This post was BOOKMARKED

00:00

A

B

C

D

E

Difficulty:

35% (medium)

Question Stats:

68% (01:56) correct
32% (01:09) wrong based on 298 sessions

Seven integers, x1, x2, x3, x4, x5, x6, and x7, are picked at random from the set of all integers between 10 and 110, inclusive. If each of these integers is divided by 7 and the 7 remainders are all added together, what would be the sum of the 7 remainders?

(1) The range of the remainders is 6. (2) The seven integers are consecutive.

Re: Remainders Question from MGMAT [#permalink]
05 Dec 2008, 09:46

My answer will be B. Here is the explanation.

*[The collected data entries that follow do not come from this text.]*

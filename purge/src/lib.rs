//! Synthetic data purge.
//!
//! Rows written by SimCity traffic carry `synthetic_source = 'simcity'`. [Purger::purge] counts
//! (dry run) or deletes them table by table, after refusing outright in production and then
//! checking the caller's credentials.

mod auth;
mod purge;
mod rows;

pub use auth::{
    Caller, Credentials, PurgeAuth, SIMCITY_ADMIN_TOKEN_ENV, SIMCITY_INTERNAL_TOKEN_ENV,
};
pub use purge::{purge_synthetic, PurgeError, PurgeReport, PurgeRequest, Purger, TableResult};
pub use rows::SyntheticRowStore;
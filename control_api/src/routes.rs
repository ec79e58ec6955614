use serde_json::json;
use simcity_evaluator::Evaluator;
use simcity_purge::{Credentials, PurgeRequest, Purger};

use crate::request::{ApiRequest, ApiResponse};

/// Route handlers for the control API.
pub struct ControlApi {
    evaluator: Evaluator,
    purger: Purger,
}

impl ControlApi {
    pub fn new(evaluator: Evaluator, purger: Purger) -> Self {
        Self { evaluator, purger }
    }

    pub fn handle(&self, request: &ApiRequest) -> ApiResponse {
        let segments = request.segments();
        let method = request.method.as_str();

        match (method, segments.as_slice()) {
            ("GET", ["healthz"]) => ApiResponse::json(200, json!({ "status": "ok" })),
            ("GET", ["replay", run_id, "evaluation"]) => self.evaluation(request, run_id),
            ("POST", ["synthetic", "purge"]) => self.purge(request),
            (_, ["healthz"] | ["replay", _, "evaluation"] | ["synthetic", "purge"]) => {
                ApiResponse::error(405, format!("Method {method} not allowed"))
            }
            _ => ApiResponse::error(404, format!("No route for {}", request.path)),
        }
    }

    fn evaluation(&self, request: &ApiRequest, run_id: &str) -> ApiResponse {
        let variant = request.query_param("variant");
        match self.evaluator.evaluate(run_id, variant.as_deref()) {
            Ok(evaluation) => match serde_json::to_value(&evaluation) {
                Ok(body) => ApiResponse::json(200, body),
                Err(e) => ApiResponse::error(500, format!("Failed to encode evaluation: {e}")),
            },
            Err(e) => {
                if e.status_code() >= 500 {
                    log::error!("Evaluation of {run_id} failed: {e}");
                }
                ApiResponse::error(e.status_code(), e.to_string())
            }
        }
    }

    fn purge(&self, request: &ApiRequest) -> ApiResponse {
        if let Err(e) = self.purger.check_environment() {
            return ApiResponse::error(e.status_code(), e.to_string());
        }

        let body = if request.body.iter().all(u8::is_ascii_whitespace) {
            PurgeRequest::default()
        } else {
            match serde_json::from_slice::<PurgeRequest>(&request.body) {
                Ok(body) => body,
                Err(e) => return ApiResponse::error(400, format!("Invalid purge request: {e}")),
            }
        };

        let credentials = Credentials {
            authorization: request.header("Authorization").map(str::to_string),
            admin_token: request.header("X-Admin-Token").map(str::to_string),
        };

        match self.purger.purge(&credentials, &body) {
            Ok(report) => match serde_json::to_value(&report) {
                Ok(body) => ApiResponse::json(200, body),
                Err(e) => ApiResponse::error(500, format!("Failed to encode purge report: {e}")),
            },
            Err(e) => ApiResponse::error(e.status_code(), e.to_string()),
        }
    }
}
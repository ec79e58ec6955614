use std::sync::Arc;

use anyhow::Context;
use clap::{Parser, Subcommand};
use simcity_core::prelude::{start_shutdown_listener, Seed, SimCityResult, Tier};
use simcity_replay_model::FileReplayStore;
use simcity_scheduler::{
    DockerLauncher, ProcessLauncher, SandboxKind, SandboxLauncher, Scheduler, SchedulerConfig,
};
use simcity_store::{NewRunRequest, RunRequest, SqliteStore};
use tabled::settings::Style;
use tabled::{Table, Tabled};

#[derive(Parser)]
#[command(name = "simcity-scheduler", about, long_about = None)]
struct SchedulerCli {
    #[command(subcommand)]
    command: Command,
}

#[derive(Subcommand)]
enum Command {
    /// Poll for run requests until stopped with Ctrl-C
    Run,
    /// Poll once, running at most one request
    Once,
    /// Queue a run request
    Submit {
        #[clap(long)]
        seed: String,
        #[clap(long, default_value = "smoke")]
        tier: Tier,
        #[clap(long)]
        concurrency: Option<u32>,
        #[clap(long)]
        max_events: Option<u64>,
        #[clap(long)]
        duration: Option<u64>,
    },
    /// Mark a request as stopped. A running harness is left to finish, then finalised as STOPPED
    Stop { id: i64 },
    /// Show the most recent run requests
    List {
        #[clap(long, default_value = "20")]
        limit: usize,
    },
}

fn main() -> SimCityResult<()> {
    env_logger::init();
    let cli = SchedulerCli::parse();

    let config = SchedulerConfig::from_env()?;
    let store = SqliteStore::open(&config.db_path)
        .with_context(|| format!("Failed to open {}", config.db_path.display()))?;

    match cli.command {
        Command::Run => {
            let scheduler = scheduler(&config, store)?;
            let runtime = tokio::runtime::Runtime::new().context("Failed to create Tokio runtime")?;
            let shutdown = start_shutdown_listener(&runtime)?;
            scheduler.run(config.poll_interval, &shutdown)?;
        }
        Command::Once => {
            let outcome = scheduler(&config, store)?.poll_once()?;
            println!("{outcome:?}");
        }
        Command::Submit {
            seed,
            tier,
            concurrency,
            max_events,
            duration,
        } => {
            let request = store.submit(&NewRunRequest {
                seed: Seed::new(seed),
                tier,
                concurrency,
                max_events,
                duration_seconds: duration,
            })?;
            println!("Queued run request {} as run {}", request.id, request.run_id);
        }
        Command::Stop { id } => {
            if store.mark_stopped(id)? {
                println!("Run request {id} marked STOPPED");
            } else {
                println!("Run request {id} has already finished");
            }
        }
        Command::List { limit } => {
            let rows: Vec<RequestRow> = store.list(limit)?.iter().map(RequestRow::from).collect();
            println!("{}", Table::new(rows).with(Style::modern()));
        }
    }

    Ok(())
}

fn scheduler(config: &SchedulerConfig, store: SqliteStore) -> SimCityResult<Scheduler> {
    let launcher: Arc<dyn SandboxLauncher> = match config.sandbox {
        SandboxKind::Docker => Arc::new(DockerLauncher::new(config.image.clone())?),
        SandboxKind::Process => Arc::new(ProcessLauncher::from_config(config)?),
    };

    Ok(Scheduler::new(
        Arc::new(store),
        launcher,
        FileReplayStore::new(config.runs_dir.clone()),
    )
    .with_target_url(config.target_url.clone()))
}

#[derive(Tabled)]
struct RequestRow {
    #[tabled(rename = "id")]
    id: i64,
    #[tabled(rename = "seed")]
    seed: String,
    #[tabled(rename = "tier")]
    tier: String,
    #[tabled(rename = "status")]
    status: String,
    #[tabled(rename = "run id")]
    run_id: String,
    #[tabled(rename = "error")]
    error: String,
}

impl From<&RunRequest> for RequestRow {
    fn from(request: &RunRequest) -> Self {
        Self {
            id: request.id,
            seed: request.seed.to_string(),
            tier: request.tier.to_string(),
            status: request.status.to_string(),
            run_id: request.run_id.clone(),
            error: request.error.clone().unwrap_or_default(),
        }
    }
}
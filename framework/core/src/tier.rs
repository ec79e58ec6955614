use std::fmt;
use std::str::FromStr;

use serde::{Deserialize, Serialize};

/// Run intensity class. Each tier carries its own default budgets, see the harness plan.
#[derive(Debug, Clone, Copy, PartialEq, Eq, Hash, Default, Serialize, Deserialize)]
#[serde(rename_all = "lowercase")]
pub enum Tier {
    #[default]
    Smoke,
    Soak,
    Stress,
}

impl Tier {
    pub const ALL: [Tier; 3] = [Tier::Smoke, Tier::Soak, Tier::Stress];

    pub fn as_str(&self) -> &'static str {
        match self {
            Tier::Smoke => "smoke",
            Tier::Soak => "soak",
            Tier::Stress => "stress",
        }
    }
}

impl fmt::Display for Tier {
    fn fmt(&self, f: &mut fmt::Formatter<'_>) -> fmt::Result {
        f.write_str(self.as_str())
    }
}

#[derive(derive_more::Error, derive_more::Display, Debug, PartialEq, Eq)]
#[display("Unknown tier '{tier}', expected one of smoke, soak, stress")]
pub struct UnknownTier {
    tier: String,
}

impl FromStr for Tier {
    type Err = UnknownTier;

    fn from_str(s: &str) -> Result<Self, Self::Err> {
        match s.trim().to_lowercase().as_str() {
            "smoke" => Ok(Tier::Smoke),
            "soak" => Ok(Tier::Soak),
            "stress" => Ok(Tier::Stress),
            other => Err(UnknownTier {
                tier: other.to_string(),
            }),
        }
    }
}
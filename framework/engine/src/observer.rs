use std::collections::{HashMap, HashSet};

use serde::{Deserialize, Serialize};
use serde_json::json;
use simcity_telemetry::{EventType, Telemetry, TelemetryEvent};

/// A broken invariant, with enough context to find the offending events again.
#[derive(Debug, Clone, PartialEq, Serialize, Deserialize)]
#[serde(rename_all = "camelCase")]
pub struct Violation {
    pub invariant: String,
    pub event_index: u64,
    pub message: String,
    pub forensic: serde_json::Value,
}

/// Watches the telemetry stream for one invariant of the system under test.
///
/// Events of different agents within one tick are not ordered, so an observer that relates
/// events across agents must not judge before the tick is over.
pub trait InvariantObserver: Send {
    fn name(&self) -> &'static str;

    fn observe(&mut self, event: &TelemetryEvent) -> Vec<Violation>;

    /// The stream has ended, report anything still pending.
    fn finish(&mut self) -> Vec<Violation> {
        Vec::new()
    }
}

pub fn default_observers() -> Vec<Box<dyn InvariantObserver>> {
    vec![
        Box::new(SlotDoubleBooked::default()),
        Box::new(CancelledBookingResurrected::default()),
        Box::new(AgentLifecycleOrder::default()),
    ]
}

/// Feeds new telemetry events to a set of observers, remembering how far it has read.
pub struct InvariantChecker {
    observers: Vec<Box<dyn InvariantObserver>>,
    cursor: u64,
}

impl Default for InvariantChecker {
    fn default() -> Self {
        Self::new(default_observers())
    }
}

impl InvariantChecker {
    pub fn new(observers: Vec<Box<dyn InvariantObserver>>) -> Self {
        Self {
            observers,
            cursor: 0,
        }
    }

    pub fn names(&self) -> Vec<&'static str> {
        self.observers.iter().map(|o| o.name()).collect()
    }

    /// Observe every event appended since the previous call.
    pub fn check(&mut self, telemetry: &Telemetry) -> Vec<Violation> {
        let events = telemetry.events_since(self.cursor);
        self.observe_all(&events)
    }

    pub fn observe_all(&mut self, events: &[TelemetryEvent]) -> Vec<Violation> {
        let mut violations = Vec::new();
        for event in events {
            self.cursor = event.index + 1;
            for observer in self.observers.iter_mut() {
                violations.extend(observer.observe(event));
            }
        }
        log_violations(&violations);
        violations
    }

    pub fn finish(&mut self) -> Vec<Violation> {
        let violations: Vec<Violation> = self
            .observers
            .iter_mut()
            .flat_map(|observer| observer.finish())
            .collect();
        log_violations(&violations);
        violations
    }
}

fn log_violations(violations: &[Violation]) {
    for violation in violations {
        log::warn!(
            "Invariant {} violated at event {}: {}",
            violation.invariant,
            violation.event_index,
            violation.message
        );
    }
}

/// No slot is held by two live bookings at once.
///
/// A claim on a held slot is only a violation if the holder has not released it by the end of
/// the tick.
#[derive(Default)]
pub struct SlotDoubleBooked {
    holders: HashMap<u64, String>,
    suspects: Vec<SuspectClaim>,
}

struct SuspectClaim {
    slot: u64,
    booking_id: String,
    holder: String,
    event: TelemetryEvent,
}

impl SlotDoubleBooked {
    pub const NAME: &'static str = "slot_double_booked";

    fn claim(&mut self, event: &TelemetryEvent, slot: u64, booking_id: &str) {
        match self.holders.get(&slot) {
            Some(holder) if holder != booking_id => {
                let holder = holder.clone();
                self.suspects.push(SuspectClaim {
                    slot,
                    booking_id: booking_id.to_string(),
                    holder,
                    event: event.clone(),
                });
            }
            _ => {
                self.holders.insert(slot, booking_id.to_string());
            }
        }
    }

    fn release(&mut self, slot: u64, booking_id: &str) {
        if let Some(position) = self
            .suspects
            .iter()
            .position(|s| s.slot == slot && s.booking_id == booking_id)
        {
            self.suspects.remove(position);
            return;
        }

        if self.holders.get(&slot).is_some_and(|h| h == booking_id) {
            self.holders.remove(&slot);
            if let Some(position) = self.suspects.iter().position(|s| s.slot == slot) {
                let promoted = self.suspects.remove(position);
                self.holders.insert(slot, promoted.booking_id);
            }
        }
    }

    fn flush(&mut self) -> Vec<Violation> {
        self.suspects
            .drain(..)
            .map(|s| Violation {
                invariant: Self::NAME.to_string(),
                event_index: s.event.index,
                message: format!(
                    "slot {} booked by {} while held by {}",
                    s.slot, s.booking_id, s.holder
                ),
                forensic: json!({
                    "slotId": s.slot,
                    "heldBy": s.holder,
                    "bookingId": s.booking_id,
                    "event": s.event,
                }),
            })
            .collect()
    }
}

impl InvariantObserver for SlotDoubleBooked {
    fn name(&self) -> &'static str {
        Self::NAME
    }

    fn observe(&mut self, event: &TelemetryEvent) -> Vec<Violation> {
        if matches!(event.event_type, EventType::Tick | EventType::Stop) {
            return self.flush();
        }

        let Some(booking_id) = event.data_str("bookingId") else {
            return Vec::new();
        };
        match event.event_type {
            EventType::BookingCreated => {
                if let Some(slot) = event.data_u64("slotId") {
                    self.claim(event, slot, booking_id);
                }
            }
            EventType::Reschedule => {
                if let (Some(from), Some(to)) =
                    (event.data_u64("fromSlot"), event.data_u64("toSlot"))
                {
                    self.release(from, booking_id);
                    self.claim(event, to, booking_id);
                }
            }
            EventType::Cancel => {
                if let Some(slot) = event.data_u64("slotId") {
                    self.release(slot, booking_id);
                }
            }
            _ => {}
        }
        Vec::new()
    }

    fn finish(&mut self) -> Vec<Violation> {
        self.flush()
    }
}

/// Once a cancel has succeeded the booking system never acts on that booking again.
#[derive(Default)]
pub struct CancelledBookingResurrected {
    cancelled: HashMap<String, u64>,
}

impl CancelledBookingResurrected {
    pub const NAME: &'static str = "cancelled_booking_resurrected";
}

impl InvariantObserver for CancelledBookingResurrected {
    fn name(&self) -> &'static str {
        Self::NAME
    }

    fn observe(&mut self, event: &TelemetryEvent) -> Vec<Violation> {
        if !matches!(
            event.event_type,
            EventType::BookingCreated | EventType::Reschedule | EventType::Cancel
        ) {
            return Vec::new();
        }
        let Some(booking_id) = event.data_str("bookingId") else {
            return Vec::new();
        };

        if let Some(cancelled_at) = self.cancelled.get(booking_id) {
            return vec![Violation {
                invariant: Self::NAME.to_string(),
                event_index: event.index,
                message: format!(
                    "booking {booking_id} accepted {} after being cancelled at event {cancelled_at}",
                    event.event_type
                ),
                forensic: json!({
                    "bookingId": booking_id,
                    "cancelledAt": cancelled_at,
                    "event": event,
                }),
            }];
        }

        if event.event_type == EventType::Cancel {
            self.cancelled.insert(booking_id.to_string(), event.index);
        }
        Vec::new()
    }
}

/// Each agent is spawned once, acts only while live and emits nothing after retiring.
#[derive(Default)]
pub struct AgentLifecycleOrder {
    live: HashSet<String>,
    retired: HashSet<String>,
}

impl AgentLifecycleOrder {
    pub const NAME: &'static str = "agent_lifecycle_order";
}

impl InvariantObserver for AgentLifecycleOrder {
    fn name(&self) -> &'static str {
        Self::NAME
    }

    fn observe(&mut self, event: &TelemetryEvent) -> Vec<Violation> {
        if !event.event_type.is_agent_event() {
            return Vec::new();
        }
        let Some(agent_id) = event.data_str("agentId") else {
            return Vec::new();
        };
        let known = self.live.contains(agent_id) || self.retired.contains(agent_id);

        let problem = match event.event_type {
            EventType::AgentSpawn if known => Some("spawned twice"),
            EventType::AgentSpawn => {
                self.live.insert(agent_id.to_string());
                None
            }
            _ if self.retired.contains(agent_id) => Some("acted after retiring"),
            _ if !known => Some("acted before spawning"),
            EventType::AgentRetire => {
                self.live.remove(agent_id);
                self.retired.insert(agent_id.to_string());
                None
            }
            _ => None,
        };

        problem
            .map(|problem| Violation {
                invariant: Self::NAME.to_string(),
                event_index: event.index,
                message: format!("agent {agent_id} {problem} ({})", event.event_type),
                forensic: json!({"agentId": agent_id, "event": event}),
            })
            .into_iter()
            .collect()
    }
}

#[cfg(test)]
mod tests {
    use super::*;
    use pretty_assertions::assert_eq;

    fn event(index: u64, event_type: EventType, data: serde_json::Value) -> TelemetryEvent {
        TelemetryEvent {
            index,
            event_type,
            timestamp: "2024-01-01T08:00:00.000Z".to_string(),
            data,
        }
    }

    fn slots() -> InvariantChecker {
        InvariantChecker::new(vec![Box::new(SlotDoubleBooked::default())])
    }

    #[test]
    fn double_booking_is_caught_at_the_tick_boundary() {
        let mut checker = slots();
        let violations = checker.observe_all(&[
            event(0, EventType::BookingCreated, json!({"bookingId": "a", "slotId": 1})),
            event(1, EventType::BookingCreated, json!({"bookingId": "b", "slotId": 2})),
            event(
                2,
                EventType::Reschedule,
                json!({"bookingId": "b", "fromSlot": 2, "toSlot": 3}),
            ),
            event(3, EventType::BookingCreated, json!({"bookingId": "c", "slotId": 2})),
            event(4, EventType::BookingCreated, json!({"bookingId": "d", "slotId": 1})),
        ]);
        assert_eq!(violations, vec![]);

        let violations = checker.observe_all(&[event(5, EventType::Tick, json!({"tick": 2}))]);
        assert_eq!(violations.len(), 1);
        assert_eq!(violations[0].invariant, "slot_double_booked");
        assert_eq!(violations[0].event_index, 4);
        assert_eq!(violations[0].forensic["heldBy"], "a");
    }

    #[test]
    fn release_later_in_the_same_tick_is_not_a_violation() {
        let mut checker = slots();
        let violations = checker.observe_all(&[
            event(0, EventType::BookingCreated, json!({"bookingId": "a", "slotId": 1})),
            event(1, EventType::Tick, json!({})),
            // Logged before the cancel that freed the slot, from another agent.
            event(2, EventType::BookingCreated, json!({"bookingId": "b", "slotId": 1})),
            event(3, EventType::Cancel, json!({"bookingId": "a", "slotId": 1})),
            event(4, EventType::Tick, json!({})),
            event(5, EventType::BookingCreated, json!({"bookingId": "c", "slotId": 1})),
        ]);
        assert_eq!(violations, vec![]);

        // b now holds the slot, so c is pending until the stream ends.
        let pending = checker.finish();
        assert_eq!(pending.len(), 1);
        assert_eq!(pending[0].forensic["heldBy"], "b");
    }

    #[test]
    fn resurrection_is_caught() {
        let mut checker =
            InvariantChecker::new(vec![Box::new(CancelledBookingResurrected::default())]);
        let violations = checker.observe_all(&[
            event(0, EventType::BookingCreated, json!({"bookingId": "a", "slotId": 1})),
            event(1, EventType::Cancel, json!({"bookingId": "a", "slotId": 1})),
            event(
                2,
                EventType::Reschedule,
                json!({"bookingId": "a", "fromSlot": 1, "toSlot": 5}),
            ),
        ]);
        assert_eq!(violations.len(), 1);
        assert_eq!(violations[0].forensic["cancelledAt"], 1);
    }

    #[test]
    fn lifecycle_order() {
        let mut checker = InvariantChecker::new(vec![Box::new(AgentLifecycleOrder::default())]);
        let violations = checker.observe_all(&[
            event(0, EventType::ChatMessage, json!({"agentId": "customer-9"})),
            event(1, EventType::AgentSpawn, json!({"agentId": "customer-0"})),
            event(2, EventType::BookingCreated, json!({"agentId": "customer-0"})),
            event(3, EventType::AgentRetire, json!({"agentId": "customer-0"})),
            event(4, EventType::Cancel, json!({"agentId": "customer-0"})),
            event(5, EventType::Tick, json!({})),
        ]);
        let indices: Vec<u64> = violations.iter().map(|v| v.event_index).collect();
        assert_eq!(indices, vec![0, 4]);
    }

    #[test]
    fn checker_resumes_from_cursor() {
        let telemetry = Telemetry::new();
        let mut checker = InvariantChecker::default();
        assert_eq!(
            checker.names(),
            vec![
                "slot_double_booked",
                "cancelled_booking_resurrected",
                "agent_lifecycle_order"
            ]
        );

        let at = chrono::Utc::now();
        telemetry.log(EventType::AgentSpawn, at, json!({"agentId": "customer-0"}));
        assert!(checker.check(&telemetry).is_empty());

        telemetry.log(
            EventType::BookingCreated,
            at,
            json!({"agentId": "customer-0", "bookingId": "a", "slotId": 1}),
        );
        telemetry.log(
            EventType::BookingCreated,
            at,
            json!({"agentId": "customer-0", "bookingId": "b", "slotId": 1}),
        );
        telemetry.log(EventType::Tick, at, json!({"tick": 1}));
        let violations = checker.check(&telemetry);
        assert_eq!(violations.len(), 1);
        assert!(checker.check(&telemetry).is_empty());
        assert!(checker.finish().is_empty());
    }
}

Clue 1 - Range is the difference between the largest and the smallest numbers. Possible remainders when a number is divided by 7 is 0 thru 6. SO range is 6. This can be derived from the question itself. So Clue 1 is the same derivation made is explicit. With this we cannot say what numebers are choosen and what would be ther remainders and in turn the sum. S0 Clue 1 is INSUFFICIENT.

Clue 2 - It says that the numbers are consecutive. This clearly tells that one number is divisible by 7. So remainder is 0. And the rest of the 6 numbers should leave the remainders from 1 thru 6. From this we can get the sum of the remainders. So Clue 2 is sufficient.

Re: Remainders Question from MGMAT [#permalink]
24 Jan 2009, 16:07

Mspixel wrote:

Seven integers, x1, x2, x3, x4, x5, x6, and x7, are picked at random from the set of all integers between 10 and 110, inclusive. If each of these integers is divided by 7 and the 7 remainders are all added together, what would be the sum of the 7 remainders?

(1) The range of the remainders is 6.

(2) The seven integers are consecutive.

I'm not sure where to begin with this question.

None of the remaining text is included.